Overview:
In this presentation, I will provide an overview of recent developments in research on climate extremes, including the main conclusions of the 6th Assessment Report of the Intergovernmental Panel on Climate Change (IPCC AR6). For the first time, a full chapter of an IPCC assessment report was dedicated to the topic of weather and climate extremes (Seneviratne et al. 2021). The newest evidence shows that changes in extremes are observed in all regions of the world and that human influence strongly contributed to observed trends. With every increment of global warming, changes in extremes become larger, with important implications for changes in heatwaves, heavy precipitation, droughts, and tropical cyclones, depending on the region.
The evidence of observed and projected changes in droughts and heatwaves has particularly strengthened in recent years. All regions are projected to be affected by multiple changes in climate extremes and other climatic impact drivers with increasing global warming, in particular at 2°C of global warming and above. Limiting global warming to close to 1.5°C, as set as aim in the 2015 Paris Agreement, would be critical to avoid impactful increase in climate extremes, and would require immediate decreases in greenhouse gas emissions and fossil fuel burning. The latest evidence suggests that the first needed steps can be achieved but need immediate political action.
Finally, I will also present recent new evidence on the possible impact of changes in climate extremes for low-emissions pathways and their relation to projected changes in land management. Integrated assessment models (IAMs) used to derive emission scenarios used in IPCC assessments include limited consideration of changes in climate, although these can affect decision-making, for instance, regarding risks for afforested areas to be affected by droughts, fire weather, or other climate extremes (Seneviratne et al. 2018a,b). I will in particular highlight the potential use of Earth System Model emulators (e.g. Beusch et al. 2022; Quilcaille et al. 2022) to assess limitations to nature-based solutions in mitigation pathways, and possible underestimated drought-carbon cycle feedbacks in Earth System Models (Humphrey et al. 2018, Liu et al. 2023).
Bio
She was born in 1974 in Lausanne (Switzerland). She studied at the University of Lausanne (Biology, 1992-1995), ETH Zurich (Environmental Physics, 1995-1999), and the Massachusetts Institute of Technology (Guest student, Parsons Laboratory, 1998-1999). She completed an MSc in Environmental Physics (1999) and a PhD thesis in Climate Science (2003) at ETH Zurich. She was then a visiting researcher at the NASA/Goddard Space Flight Center (2003-2004), in Greenbelt, Maryland (USA). After returning as senior scientist (Oberassistentin) at ETH Zurich, she was appointed as Assistant Professor at the Institute for Atmospheric and Climate Sciences in 2007. She was promoted to Associate Professor in 2013 and Full Professor in 2016.
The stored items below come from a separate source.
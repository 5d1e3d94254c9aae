//! Volume profile over the trailing window
//!
//! Samples traded volume, bid strength and lot imbalance per snapshot and
//! reports the mean volume plus a first-vs-last volume trend.

use statrs::statistics::Statistics;

use crate::orderbook::analytics::anomaly::trailing_window;
use crate::orderbook::analytics::types::{VolumePoint, VolumeProfile, VolumeTrend};
use crate::orderbook::metrics::{bid_strength, imbalance};
use crate::orderbook::types::Snapshot;

/// Build the volume profile of the trailing `min(lookback, len)` snapshots
///
/// An empty history yields an empty profile with zero average volume.
pub fn volume_profile(
    history: &[Snapshot],
    lookback: usize,
    unit_multiplier: f64,
) -> VolumeProfile {
    let window = trailing_window(history, lookback);

    let data: Vec<VolumePoint> = window
        .iter()
        .enumerate()
        .map(|(index, snapshot)| VolumePoint {
            index,
            timestamp: snapshot.timestamp,
            volume: snapshot.traded_volume,
            bid_strength: bid_strength(snapshot),
            lot_imbalance: imbalance(snapshot, unit_multiplier).lot_imbalance,
        })
        .collect();

    let avg_volume = if data.is_empty() {
        0.0
    } else {
        data.iter().map(|point| point.volume as f64).mean()
    };

    VolumeProfile {
        lookback_period: window.len(),
        avg_volume,
        volume_trend: volume_trend(&data),
        data,
    }
}

/// Increasing when the latest volume is above the earliest one
fn volume_trend(data: &[VolumePoint]) -> VolumeTrend {
    match (data.first(), data.last()) {
        (Some(first), Some(last)) if last.volume > first.volume => VolumeTrend::Increasing,
        _ => VolumeTrend::Decreasing,
    }
}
Prof. Sonia Seneviratne has published more than 200 peer-reviewed articles. She is listed among the highly cited researchers of Web of Science (Clarivate Analytics/Thomson Reuters). In her research, she investigates climate extremes (droughts, heatwaves), land-climate processes, and human-induced climate change, based on climate modelling and data analyses, including ground and satellite observations. Sonia Seneviratne has received several awards for her research, among others the Macelwane Medal of the American Geophysical Union (AGU, 2013), a consolidator grant of the European Research Council (ERC, 2014-2019), and the Hans-Oeschger Medal of the European Geosciences Union (EGU, 2021). Prof. Sonia Seneviratne was an author on several reports of the Intergovernmental Panel on Climate Change (IPCC). She was recently a lead author of the IPCC Special Report on 1.5°C global warming (2017-2018) and a coordinating lead author of the 6th assessment report of the IPCC (2018-2021).